This man seems not to appreciate, or care, what has happened to his client. Or how much of it is his fault. As said above, he made the worst of this case, especially in his publicity-hounding and seeking of martyr status.

I'd bet if we could ask the jurors, they'd say they found him annoying- and I can't help but think that played into their damages decision.

Nesson is more interested in the notoriety he got out of the case than how badly his client got hosed. Whatever the hell he was doing-- getting quoted on blogs, gaining notoriety for an "open process" (why I am I reminded of the NYU protesters?), laying the groundwork for future books or documentaries which will feature him favorably- it sure can't be called practicing law. I can't believe this kind of foolishness is not subject to bar discipline.
8.11.2009 8:02pm
Dunstan:
"I'd bet if we could ask the jurors, they'd say they found him annoying-"

Actually, to be fair, Ben Sheffner's blog (linked in his post above) describes an interview he did with one of the jurors, who had positive things to say about Nesson.

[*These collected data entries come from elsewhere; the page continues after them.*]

//! Per-layer candidate extension: the combinatorial core of the build
//! (spec §4.4 / §4.6).
//!
//! Grounded on the reference C++ builder's `extendCandidate` and
//! `processCandidates` (`buildtest.cc`): for each live candidate, propagate
//! to the next layer, gather hits in an eta-phi window sized by the
//! propagated uncertainty, gate each by chi2, spawn one new candidate per
//! accepted hit, and — only when none of this layer's hits have ever been
//! accepted for this candidate (`ilayer == tkcand.nHits()` in the
//! reference) — also keep a copy with no hit added, so a single missed
//! layer does not kill an otherwise-good candidate. After every live
//! candidate has been extended this way the combined set is pruned back to
//! `max_cand`, keeping the best-scoring survivors.

use tracing::trace;

use crate::config::Config;
use crate::geometry::CylinderGeometry;
use crate::kalman::{compute_chi2, update_parameters};
use crate::linalg::Mat6;
use crate::propagate::{propagate_helix_to_layer, propagate_with_b_field};
use crate::segment_index::{eta_bin, gather, LayerHits};
use crate::types::{Candidate, Hit, TrackState};
use crate::validation::{BranchRecord, ValidationSink};

/// Per-layer hit storage plus its segment index, as handed to the builder
/// by the event setup.
pub struct LayerData<'a> {
    pub hits: &'a [Hit],
    pub index: &'a LayerHits,
}

/// Orders two candidates by build quality: more hits wins; ties broken by
/// lower accumulated chi2. Mirrors the reference comparator
/// `sortByHitsChi2`.
pub fn better(a: &Candidate, b: &Candidate) -> std::cmp::Ordering {
    b.track
        .n_hits()
        .cmp(&a.track.n_hits())
        .then_with(|| a.track.chi2.partial_cmp(&b.track.chi2).unwrap_or(std::cmp::Ordering::Equal))
}

/// Extends one candidate by one layer, producing zero or more successor
/// candidates (one per accepted hit, plus a missed-layer copy when this is
/// the candidate's first miss). Reports its branching outcome to `sink`.
pub fn extend_candidate(
    candidate: &Candidate,
    layer: usize,
    geom: &CylinderGeometry,
    layer_data: &LayerData,
    config: &Config,
) -> (Vec<Candidate>, BranchRecord) {
    let predicted = propagate_helix_to_layer(&candidate.state, layer, geom);

    let mut record = BranchRecord {
        seed_id: candidate.track.seed_id,
        layer,
        hits_in_window: 0,
        hits_accepted: 0,
        missed_layer_kept: false,
        accepted_chi2: Vec::new(),
    };

    let mut successors = Vec::new();

    if predicted.valid {
        let window = search_window(&predicted, config);
        let candidate_positions = gather(
            layer_data.index,
            window.eta_bin_lo,
            window.eta_bin_hi,
            window.phi_lo,
            window.phi_hi,
        );
        record.hits_in_window = candidate_positions.len();

        // Linear interpolation (spec 4.5 step 5): bracket the prediction
        // between the layer's inner radius and the farthest gathered hit's
        // radius, then interpolate per hit instead of using one shared
        // prediction for the whole layer. `prop_max` is computed once per
        // candidate, not mutated per hit, so this composes with a parallel
        // driver were the mutual-exclusion requirement in Config ever
        // relaxed.
        let interp_bracket = if config.linear_interp && !candidate_positions.is_empty() {
            let min_r = geom.radius(layer).unwrap_or(predicted.position().norm());
            let max_r = candidate_positions
                .iter()
                .map(|&idx| layer_data.hits[idx].r())
                .fold(min_r, f64::max);
            let prop_max = propagate_with_b_field(&candidate.state, max_r, config.b_field);
            if prop_max.valid {
                Some((min_r, max_r, prop_max))
            } else {
                None
            }
        } else {
            None
        };

        // Per spec 4.5/7: if interpolation is enabled and the far-bracket
        // propagation fails while the near one succeeded, this layer
        // contributes no hits (the missed-layer policy below still applies
        // off `predicted`), rather than falling back to the single-point
        // prediction silently.
        let skip_hits = config.linear_interp && !candidate_positions.is_empty() && interp_bracket.is_none();

        if !skip_hits {
            for hit_index in candidate_positions {
                let hit = &layer_data.hits[hit_index];
                let scoring_state = match &interp_bracket {
                    Some((min_r, max_r, prop_max)) => {
                        interpolate_state(&predicted, prop_max, hit.r(), *min_r, *max_r)
                    }
                    None => predicted.clone(),
                };

                let chi2 = compute_chi2(&scoring_state, hit);
                if chi2 > 0.0 && chi2 < config.chi2_cut {
                    let updated_state = update_parameters(&scoring_state, hit);
                    if updated_state.valid {
                        let mut track = candidate.track.clone();
                        track.add_hit(layer, hit_index, chi2);
                        successors.push(Candidate::new(track, updated_state));
                        record.hits_accepted += 1;
                        record.accepted_chi2.push(chi2);
                    }
                }
            }
        }
    }

    // A missed-layer candidate is only kept the first time this candidate
    // fails to add a hit — once it has already missed one layer, a second
    // miss is not separately tracked (the reference condition
    // `ilayer == tkcand.nHits()` captures exactly this: the candidate's hit
    // count has never fallen behind the layer index before now).
    if candidate.track.n_hits() == layer {
        successors.push(Candidate::new(candidate.track.clone(), predicted));
        record.missed_layer_kept = true;
    }

    (successors, record)
}

/// Builds the per-hit scoring state for the linear-interpolation mode: the
/// parameters are linearly interpolated between `prop_min` (at `min_r`) and
/// `prop_max` (at `max_r`) by the hit's own radius; the covariance used for
/// chi2/update is `prop_min`'s, per spec 4.5 step 5. A fresh, local state is
/// returned rather than mutating either input, so each hit's interpolation
/// is independent of every other hit's.
fn interpolate_state(prop_min: &TrackState, prop_max: &TrackState, hit_r: f64, min_r: f64, max_r: f64) -> TrackState {
    let span = max_r - min_r;
    let t = if span.abs() > 1e-12 {
        ((hit_r - min_r) / span).clamp(0.0, 1.0)
    } else {
        0.0
    };
    let params = prop_min.params * (1.0 - t) + prop_max.params * t;
    TrackState::new(params, prop_min.cov, prop_min.charge)
}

And Tenenbaum seems to be every bit the publicity hound and martyr that Nesson is, continuing to post statements that can't possibly help his chances of getting the verdict reduced.
8.11.2009 9:15pm
David M. Nieporent (www):
HoyaBlue, I guess I'm not getting your point. Fair use is a mixed question of law and fact. But what disputed question of fact relevant to fair use do you think there was for the jury to resolve in this particular case? There was none. So why would the judge have left it to the jury?
8.11.2009 9:51pm
Dunstan Helper:
Dunstan, there's some coverage of the Fenno/Nesson affair in the Harvard Crimson (cool that Dershowitz defended "Fenno" against Nesson; Nesson ended up dropping the charges):

http://www.thecrimson.com/article.aspx?ref=122534

http://www.thecrimson.com/article.aspx?ref=122639

http://www.thecrimson.com/article.aspx?ref=147518
8.13.2009 8:33am

Post as: [Register] [Log In]

Account:
Password:
Remember info?

If you have a comment about spelling, typos, or format errors, please e-mail the poster directly rather than posting a comment.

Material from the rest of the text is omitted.